**Task**
Every line with "while" in it must be copied from the data.

**Records to use**
━━━━━━━━━━━━━━━━━━━━━━━━━━━━━━

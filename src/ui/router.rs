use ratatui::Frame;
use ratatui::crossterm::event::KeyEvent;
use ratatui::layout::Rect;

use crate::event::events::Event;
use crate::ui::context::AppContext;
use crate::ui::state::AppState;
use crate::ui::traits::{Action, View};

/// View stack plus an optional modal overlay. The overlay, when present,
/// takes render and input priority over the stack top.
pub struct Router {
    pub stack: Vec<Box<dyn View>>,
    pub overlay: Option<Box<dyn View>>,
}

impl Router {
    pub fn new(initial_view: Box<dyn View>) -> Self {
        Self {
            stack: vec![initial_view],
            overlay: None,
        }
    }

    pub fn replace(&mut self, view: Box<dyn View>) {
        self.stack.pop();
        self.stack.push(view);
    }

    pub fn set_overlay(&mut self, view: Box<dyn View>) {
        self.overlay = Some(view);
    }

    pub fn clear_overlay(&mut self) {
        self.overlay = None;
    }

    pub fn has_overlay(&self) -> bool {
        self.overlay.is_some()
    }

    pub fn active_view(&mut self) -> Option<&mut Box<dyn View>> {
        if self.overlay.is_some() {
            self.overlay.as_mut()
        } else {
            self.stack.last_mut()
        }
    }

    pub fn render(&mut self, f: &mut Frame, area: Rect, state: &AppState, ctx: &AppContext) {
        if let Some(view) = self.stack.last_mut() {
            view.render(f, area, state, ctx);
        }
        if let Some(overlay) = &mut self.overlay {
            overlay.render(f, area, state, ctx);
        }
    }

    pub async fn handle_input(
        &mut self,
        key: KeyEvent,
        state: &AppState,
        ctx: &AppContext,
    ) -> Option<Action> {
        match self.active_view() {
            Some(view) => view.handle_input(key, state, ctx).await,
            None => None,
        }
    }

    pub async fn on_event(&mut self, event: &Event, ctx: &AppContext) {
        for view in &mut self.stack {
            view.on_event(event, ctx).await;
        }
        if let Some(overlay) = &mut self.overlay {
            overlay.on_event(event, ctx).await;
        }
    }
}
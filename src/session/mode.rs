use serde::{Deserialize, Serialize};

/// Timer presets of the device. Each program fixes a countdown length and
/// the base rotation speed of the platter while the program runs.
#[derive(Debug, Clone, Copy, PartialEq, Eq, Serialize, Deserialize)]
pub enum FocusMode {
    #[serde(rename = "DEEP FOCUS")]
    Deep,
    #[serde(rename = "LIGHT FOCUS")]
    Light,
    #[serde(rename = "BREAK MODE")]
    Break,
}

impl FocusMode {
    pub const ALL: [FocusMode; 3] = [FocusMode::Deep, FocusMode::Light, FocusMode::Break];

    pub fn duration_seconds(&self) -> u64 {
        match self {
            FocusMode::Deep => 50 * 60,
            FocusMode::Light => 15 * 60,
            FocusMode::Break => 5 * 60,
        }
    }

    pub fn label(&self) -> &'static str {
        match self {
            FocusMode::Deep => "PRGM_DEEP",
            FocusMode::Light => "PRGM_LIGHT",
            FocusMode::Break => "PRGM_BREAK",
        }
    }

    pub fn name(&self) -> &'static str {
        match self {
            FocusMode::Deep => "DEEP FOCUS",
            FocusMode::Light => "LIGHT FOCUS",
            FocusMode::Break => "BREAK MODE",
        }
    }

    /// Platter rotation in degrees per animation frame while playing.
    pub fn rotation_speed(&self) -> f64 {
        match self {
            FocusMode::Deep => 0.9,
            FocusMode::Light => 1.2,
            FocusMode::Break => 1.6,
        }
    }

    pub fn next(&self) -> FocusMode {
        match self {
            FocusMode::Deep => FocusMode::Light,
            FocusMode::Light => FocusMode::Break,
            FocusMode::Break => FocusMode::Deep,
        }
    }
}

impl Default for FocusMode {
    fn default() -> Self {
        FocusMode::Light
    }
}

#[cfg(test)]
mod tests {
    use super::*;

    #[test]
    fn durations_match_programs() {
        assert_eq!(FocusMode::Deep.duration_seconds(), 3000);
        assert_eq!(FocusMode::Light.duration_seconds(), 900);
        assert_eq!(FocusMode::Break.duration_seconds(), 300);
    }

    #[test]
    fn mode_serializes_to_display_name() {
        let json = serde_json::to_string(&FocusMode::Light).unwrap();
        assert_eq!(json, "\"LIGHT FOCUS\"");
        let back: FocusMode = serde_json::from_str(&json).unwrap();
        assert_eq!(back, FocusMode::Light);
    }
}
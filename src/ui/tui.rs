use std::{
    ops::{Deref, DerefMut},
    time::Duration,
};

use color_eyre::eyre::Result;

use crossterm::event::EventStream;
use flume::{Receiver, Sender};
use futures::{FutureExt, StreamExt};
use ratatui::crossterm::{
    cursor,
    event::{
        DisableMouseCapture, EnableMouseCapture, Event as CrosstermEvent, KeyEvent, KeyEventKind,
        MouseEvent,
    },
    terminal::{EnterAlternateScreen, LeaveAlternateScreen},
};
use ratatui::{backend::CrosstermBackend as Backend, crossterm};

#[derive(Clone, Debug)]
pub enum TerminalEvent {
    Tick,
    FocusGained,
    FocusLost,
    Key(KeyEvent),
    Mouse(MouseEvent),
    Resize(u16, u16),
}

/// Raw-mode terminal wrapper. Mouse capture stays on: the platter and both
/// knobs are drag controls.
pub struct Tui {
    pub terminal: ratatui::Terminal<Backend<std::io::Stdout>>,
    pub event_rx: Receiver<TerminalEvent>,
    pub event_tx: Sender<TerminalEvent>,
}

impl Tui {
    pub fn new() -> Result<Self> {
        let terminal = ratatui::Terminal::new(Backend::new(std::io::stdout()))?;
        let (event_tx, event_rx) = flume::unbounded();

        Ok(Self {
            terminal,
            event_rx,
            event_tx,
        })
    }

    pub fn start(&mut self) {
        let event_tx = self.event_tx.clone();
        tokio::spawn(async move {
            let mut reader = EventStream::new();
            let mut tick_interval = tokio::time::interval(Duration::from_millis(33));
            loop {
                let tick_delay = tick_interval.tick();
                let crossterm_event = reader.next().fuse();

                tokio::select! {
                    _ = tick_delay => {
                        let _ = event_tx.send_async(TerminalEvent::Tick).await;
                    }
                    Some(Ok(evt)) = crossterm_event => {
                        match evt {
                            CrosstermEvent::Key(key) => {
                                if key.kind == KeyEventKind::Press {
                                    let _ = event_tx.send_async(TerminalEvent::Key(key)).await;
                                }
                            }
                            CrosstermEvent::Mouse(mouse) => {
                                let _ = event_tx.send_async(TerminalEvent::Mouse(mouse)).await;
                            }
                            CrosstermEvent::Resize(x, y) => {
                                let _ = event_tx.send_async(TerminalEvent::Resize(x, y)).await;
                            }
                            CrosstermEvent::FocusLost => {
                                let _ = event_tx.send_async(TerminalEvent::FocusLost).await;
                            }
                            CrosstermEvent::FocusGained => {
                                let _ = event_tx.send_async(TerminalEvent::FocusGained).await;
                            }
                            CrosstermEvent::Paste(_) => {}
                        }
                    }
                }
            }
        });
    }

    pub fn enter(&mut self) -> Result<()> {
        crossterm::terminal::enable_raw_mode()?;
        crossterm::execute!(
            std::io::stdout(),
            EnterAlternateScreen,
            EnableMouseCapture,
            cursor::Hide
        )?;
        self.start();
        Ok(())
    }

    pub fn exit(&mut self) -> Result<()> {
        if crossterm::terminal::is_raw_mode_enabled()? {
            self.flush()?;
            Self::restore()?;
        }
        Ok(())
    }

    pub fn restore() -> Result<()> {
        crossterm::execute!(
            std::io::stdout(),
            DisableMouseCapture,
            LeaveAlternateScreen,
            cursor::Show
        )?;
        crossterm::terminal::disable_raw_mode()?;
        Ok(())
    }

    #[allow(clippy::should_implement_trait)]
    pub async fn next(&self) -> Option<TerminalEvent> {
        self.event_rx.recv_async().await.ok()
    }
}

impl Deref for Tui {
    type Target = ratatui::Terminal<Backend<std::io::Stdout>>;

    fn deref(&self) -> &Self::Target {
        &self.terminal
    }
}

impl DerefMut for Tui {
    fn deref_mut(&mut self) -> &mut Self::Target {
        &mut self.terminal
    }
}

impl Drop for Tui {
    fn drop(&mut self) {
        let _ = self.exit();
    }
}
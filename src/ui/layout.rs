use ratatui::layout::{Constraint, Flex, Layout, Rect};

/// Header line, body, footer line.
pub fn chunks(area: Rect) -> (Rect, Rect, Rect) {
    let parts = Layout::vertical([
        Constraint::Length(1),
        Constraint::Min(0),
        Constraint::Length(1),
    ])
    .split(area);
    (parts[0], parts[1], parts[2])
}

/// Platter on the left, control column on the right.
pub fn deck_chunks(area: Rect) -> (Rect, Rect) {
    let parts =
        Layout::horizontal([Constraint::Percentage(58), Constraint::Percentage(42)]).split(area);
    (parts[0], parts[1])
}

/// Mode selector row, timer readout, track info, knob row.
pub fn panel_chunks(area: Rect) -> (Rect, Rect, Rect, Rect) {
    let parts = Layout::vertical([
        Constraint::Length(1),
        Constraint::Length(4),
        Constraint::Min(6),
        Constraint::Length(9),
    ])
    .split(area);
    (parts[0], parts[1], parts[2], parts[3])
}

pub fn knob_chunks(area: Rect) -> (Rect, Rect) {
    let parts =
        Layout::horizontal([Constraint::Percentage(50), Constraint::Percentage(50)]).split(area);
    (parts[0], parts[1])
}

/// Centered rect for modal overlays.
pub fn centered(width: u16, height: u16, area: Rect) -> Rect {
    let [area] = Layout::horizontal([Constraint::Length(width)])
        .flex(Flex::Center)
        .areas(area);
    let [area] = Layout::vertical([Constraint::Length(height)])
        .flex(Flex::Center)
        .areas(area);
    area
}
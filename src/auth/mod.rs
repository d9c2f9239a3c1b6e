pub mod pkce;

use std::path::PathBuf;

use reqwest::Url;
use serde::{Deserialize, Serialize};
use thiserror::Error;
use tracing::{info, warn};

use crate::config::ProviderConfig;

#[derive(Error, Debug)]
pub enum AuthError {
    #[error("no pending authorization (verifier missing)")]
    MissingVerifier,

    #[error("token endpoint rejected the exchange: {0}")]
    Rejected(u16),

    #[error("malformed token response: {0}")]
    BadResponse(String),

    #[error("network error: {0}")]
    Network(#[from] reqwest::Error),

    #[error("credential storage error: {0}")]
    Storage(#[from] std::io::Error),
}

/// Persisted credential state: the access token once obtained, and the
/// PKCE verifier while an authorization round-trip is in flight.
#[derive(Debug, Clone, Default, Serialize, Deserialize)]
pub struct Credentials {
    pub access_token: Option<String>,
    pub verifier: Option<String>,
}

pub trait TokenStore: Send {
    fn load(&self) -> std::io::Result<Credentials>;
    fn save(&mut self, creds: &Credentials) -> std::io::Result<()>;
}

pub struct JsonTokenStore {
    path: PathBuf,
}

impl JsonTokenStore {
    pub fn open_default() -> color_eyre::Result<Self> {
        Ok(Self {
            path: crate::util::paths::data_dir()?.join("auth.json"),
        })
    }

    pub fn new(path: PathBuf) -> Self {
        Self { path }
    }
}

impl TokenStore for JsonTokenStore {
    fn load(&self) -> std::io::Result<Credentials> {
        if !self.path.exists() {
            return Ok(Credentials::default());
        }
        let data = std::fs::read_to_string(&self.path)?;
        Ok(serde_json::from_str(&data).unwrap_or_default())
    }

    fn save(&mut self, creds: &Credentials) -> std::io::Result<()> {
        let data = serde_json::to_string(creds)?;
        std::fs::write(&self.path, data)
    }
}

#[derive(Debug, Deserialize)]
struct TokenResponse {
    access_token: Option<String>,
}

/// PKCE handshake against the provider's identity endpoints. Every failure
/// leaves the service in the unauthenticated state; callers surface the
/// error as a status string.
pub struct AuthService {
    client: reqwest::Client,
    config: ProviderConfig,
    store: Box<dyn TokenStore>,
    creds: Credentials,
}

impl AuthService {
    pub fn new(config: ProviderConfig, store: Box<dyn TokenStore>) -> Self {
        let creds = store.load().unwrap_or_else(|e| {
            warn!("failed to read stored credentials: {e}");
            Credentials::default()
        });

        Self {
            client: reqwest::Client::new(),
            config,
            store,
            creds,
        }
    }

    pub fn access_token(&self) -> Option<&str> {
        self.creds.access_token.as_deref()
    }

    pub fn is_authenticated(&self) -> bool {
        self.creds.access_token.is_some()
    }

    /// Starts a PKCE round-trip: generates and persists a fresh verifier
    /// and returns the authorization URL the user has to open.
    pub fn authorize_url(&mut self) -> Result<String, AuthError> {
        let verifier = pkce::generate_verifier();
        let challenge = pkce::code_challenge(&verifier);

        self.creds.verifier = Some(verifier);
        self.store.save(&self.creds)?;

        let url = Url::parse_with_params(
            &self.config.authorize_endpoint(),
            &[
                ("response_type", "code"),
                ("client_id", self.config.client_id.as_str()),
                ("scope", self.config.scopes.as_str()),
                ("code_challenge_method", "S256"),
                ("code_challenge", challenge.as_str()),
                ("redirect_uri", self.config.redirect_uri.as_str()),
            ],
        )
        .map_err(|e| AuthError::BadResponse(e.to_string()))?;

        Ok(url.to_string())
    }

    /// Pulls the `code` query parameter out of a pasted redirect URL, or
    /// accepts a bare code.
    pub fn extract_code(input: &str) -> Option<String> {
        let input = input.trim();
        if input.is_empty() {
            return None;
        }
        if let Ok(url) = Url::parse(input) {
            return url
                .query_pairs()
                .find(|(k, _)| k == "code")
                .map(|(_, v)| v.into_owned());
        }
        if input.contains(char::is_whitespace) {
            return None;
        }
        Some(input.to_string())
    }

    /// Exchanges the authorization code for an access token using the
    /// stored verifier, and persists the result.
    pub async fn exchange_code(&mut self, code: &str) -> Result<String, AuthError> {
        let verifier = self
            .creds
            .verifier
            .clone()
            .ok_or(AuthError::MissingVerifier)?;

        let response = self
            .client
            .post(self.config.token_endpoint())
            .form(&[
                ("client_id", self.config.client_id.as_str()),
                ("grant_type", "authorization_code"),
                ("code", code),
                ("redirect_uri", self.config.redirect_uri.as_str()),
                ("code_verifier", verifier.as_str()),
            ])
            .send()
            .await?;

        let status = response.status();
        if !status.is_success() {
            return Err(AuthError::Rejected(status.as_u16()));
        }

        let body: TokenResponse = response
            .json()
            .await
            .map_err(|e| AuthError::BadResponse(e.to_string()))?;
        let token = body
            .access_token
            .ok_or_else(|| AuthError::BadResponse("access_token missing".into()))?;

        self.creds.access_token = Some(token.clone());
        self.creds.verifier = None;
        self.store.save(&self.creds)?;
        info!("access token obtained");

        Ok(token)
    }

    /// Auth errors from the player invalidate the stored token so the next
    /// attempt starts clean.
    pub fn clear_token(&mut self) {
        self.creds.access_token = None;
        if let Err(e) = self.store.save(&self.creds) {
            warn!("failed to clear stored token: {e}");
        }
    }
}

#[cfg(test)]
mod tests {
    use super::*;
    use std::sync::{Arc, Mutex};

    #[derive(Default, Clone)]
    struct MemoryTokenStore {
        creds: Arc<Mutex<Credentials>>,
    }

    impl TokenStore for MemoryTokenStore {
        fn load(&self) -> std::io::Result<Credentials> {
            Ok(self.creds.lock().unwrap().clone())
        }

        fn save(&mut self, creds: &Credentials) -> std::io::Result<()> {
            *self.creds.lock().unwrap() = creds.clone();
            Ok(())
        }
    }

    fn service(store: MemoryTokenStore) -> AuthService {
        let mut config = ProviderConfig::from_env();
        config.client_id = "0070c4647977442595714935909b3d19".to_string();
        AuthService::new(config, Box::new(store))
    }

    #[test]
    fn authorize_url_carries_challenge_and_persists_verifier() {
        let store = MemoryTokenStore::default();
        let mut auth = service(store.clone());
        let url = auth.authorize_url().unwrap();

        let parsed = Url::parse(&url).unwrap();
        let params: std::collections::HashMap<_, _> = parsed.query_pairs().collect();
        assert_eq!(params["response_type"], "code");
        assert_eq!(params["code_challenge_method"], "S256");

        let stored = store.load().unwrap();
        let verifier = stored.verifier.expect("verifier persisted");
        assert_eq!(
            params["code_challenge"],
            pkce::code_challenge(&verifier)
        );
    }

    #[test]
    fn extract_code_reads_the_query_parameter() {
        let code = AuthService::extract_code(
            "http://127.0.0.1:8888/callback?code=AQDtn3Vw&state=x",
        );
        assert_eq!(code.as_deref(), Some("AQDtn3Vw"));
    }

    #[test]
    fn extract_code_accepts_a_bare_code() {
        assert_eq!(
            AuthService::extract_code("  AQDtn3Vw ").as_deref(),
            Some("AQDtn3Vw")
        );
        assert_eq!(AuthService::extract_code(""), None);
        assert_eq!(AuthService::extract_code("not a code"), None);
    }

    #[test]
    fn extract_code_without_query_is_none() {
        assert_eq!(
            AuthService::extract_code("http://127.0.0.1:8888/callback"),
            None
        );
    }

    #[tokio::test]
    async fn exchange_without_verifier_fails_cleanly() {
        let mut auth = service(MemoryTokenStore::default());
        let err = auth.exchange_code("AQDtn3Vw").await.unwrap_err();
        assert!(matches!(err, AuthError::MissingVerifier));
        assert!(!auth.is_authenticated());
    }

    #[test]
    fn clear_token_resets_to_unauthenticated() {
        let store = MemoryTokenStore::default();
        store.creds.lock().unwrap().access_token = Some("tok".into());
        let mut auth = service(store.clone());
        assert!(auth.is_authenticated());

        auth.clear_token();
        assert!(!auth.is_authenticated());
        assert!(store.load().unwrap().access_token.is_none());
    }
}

━━━━━━━━━━━━━━━━━━━━━━━━━━━━━━

**Solution to the problem**
/// the base rotation speed of the platter while the program runs.
    /// Platter rotation in degrees per animation frame while playing.
/// PKCE verifier while an authorization round-trip is in flight.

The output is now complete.